The most crucial reason for CryptoPunk’s success was that it was one of the earliest collections created in the sector and the Larva Labs’ successful marketing strategy. When it was first launched in 2017, it was only known among a small number of people who are deeply interested in cryptocurrencies. Larva Labs managed to create a solid brand perception of the collection, making owning a CryptoPunk tantamount to being a crypto OG. If you have a CryptoPunk as your Twitter profile picture, you are a member of that visionary and venerable little club of explorers. So much so that many celebrities and large organizations have chosen to own a CryptoPunk to express their support for crypto technology and culture. Of course, it is debatable how many of these megahit purchases are real and how many are marketing activities. Still, the success of Larva Labs is undeniable, where CryptoPunks are today. Now, it is evident that the community is doing their work and protecting the collections’ prominent place among other collections in the market.
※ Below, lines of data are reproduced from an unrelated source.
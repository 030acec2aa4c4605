// Ports - Interface definitions (contracts)

use async_trait::async_trait;
use std::path::{Path, PathBuf};
use tokio::sync::mpsc::UnboundedSender;

use crate::config_initialization::ClipperConfig;
use crate::domain::errors::*;
use crate::domain::model::*;

/// Port for GPU capability probing.
///
/// Implementations never fail: anything that goes wrong is logged and
/// reported as `None`, which callers treat as "encode in software".
#[async_trait]
pub trait GpuProbePort: Send + Sync {
    /// Detect the GPU vendor relevant for encoder selection
    async fn detect(&self, os: HostOs) -> Option<GpuInfo>;
}

/// One line written by a child process
#[derive(Debug, Clone, PartialEq, Eq)]
pub enum ToolLine {
    Stdout(String),
    Stderr(String),
}

/// A program and its argument vector
#[derive(Debug, Clone, PartialEq, Eq)]
pub struct Invocation {
    pub program: PathBuf,
    pub args: Vec<String>,
}

impl Invocation {
    pub fn new(program: impl Into<PathBuf>, args: Vec<String>) -> Self {
        Self {
            program: program.into(),
            args,
        }
    }
}

/// How a child process ended
#[derive(Debug, Clone, Copy, PartialEq, Eq)]
pub struct ExitReport {
    pub success: bool,
    /// `None` when terminated by a signal
    pub code: Option<i32>,
}

/// Port for running external programs
#[async_trait]
pub trait ProcessRunner: Send + Sync {
    /// Run to completion, forwarding every output line as it arrives.
    ///
    /// The sender is dropped when both pipes are closed. Spawn failures are
    /// returned as I/O errors so callers can tell a missing binary apart.
    async fn run(
        &self,
        invocation: &Invocation,
        lines: UnboundedSender<ToolLine>,
    ) -> std::io::Result<ExitReport>;

    /// Whether the program starts and exits successfully with `flag`
    async fn responds_to(&self, program: &Path, flag: &str) -> bool;
}

/// Port for making sure yt-dlp and ffmpeg are available
#[async_trait]
pub trait DependencyPort: Send + Sync {
    /// Find a working copy without fetching anything
    async fn locate(&self, tool: Tool) -> Option<PathBuf>;

    /// Find a working copy, fetching it into the managed directory if needed
    async fn ensure_present(&self, tool: Tool) -> Result<PathBuf, DomainError>;
}

/// Port for fetching release artifacts of a tool
#[async_trait]
pub trait ArtifactSource: Send + Sync {
    /// Place the tool's executable(s) into `dest_dir` and return the main one
    async fn fetch(&self, tool: Tool, dest_dir: &Path) -> Result<PathBuf, DomainError>;
}

/// Port asking the user whether a missing tool may be downloaded
#[async_trait]
pub trait DownloadConsent: Send + Sync {
    async fn approve(&self, tool: Tool) -> bool;
}

/// Consent that always gives the same answer
pub struct FixedConsent(pub bool);

#[async_trait]
impl DownloadConsent for FixedConsent {
    async fn approve(&self, _tool: Tool) -> bool {
        self.0
    }
}

/// Port for configuration management
pub trait ConfigPort: Send + Sync {
    /// Load configuration layered over the defaults
    fn load(&self) -> Result<ClipperConfig, DomainError>;
}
The other project we will examine is the Bored Ape Yacht Club (“BAYC”). Yuga Labs, the creator of the collection, managed to create the first project that has dethroned CryptoPunks by trading volume as of today. One of the most critical factors behind BAYC's success is Yuga Labs' innovative and pioneering solutions to preserve and maintain community engagement. The company has created a metaverse, many creative games, charity events, and a private club that holds exclusive events and parties for BAYC NFT owners. Yuga Labs have managed to maintain BAYC’s popularity by creating this unique experience of being a member of a highly exclusive community. Holding an Ape is an exquisite experience anyone would want to be a part of. On the other hand, having a Punk is a statement that someone would want to manifest others with her engagement and vision of the crypto space.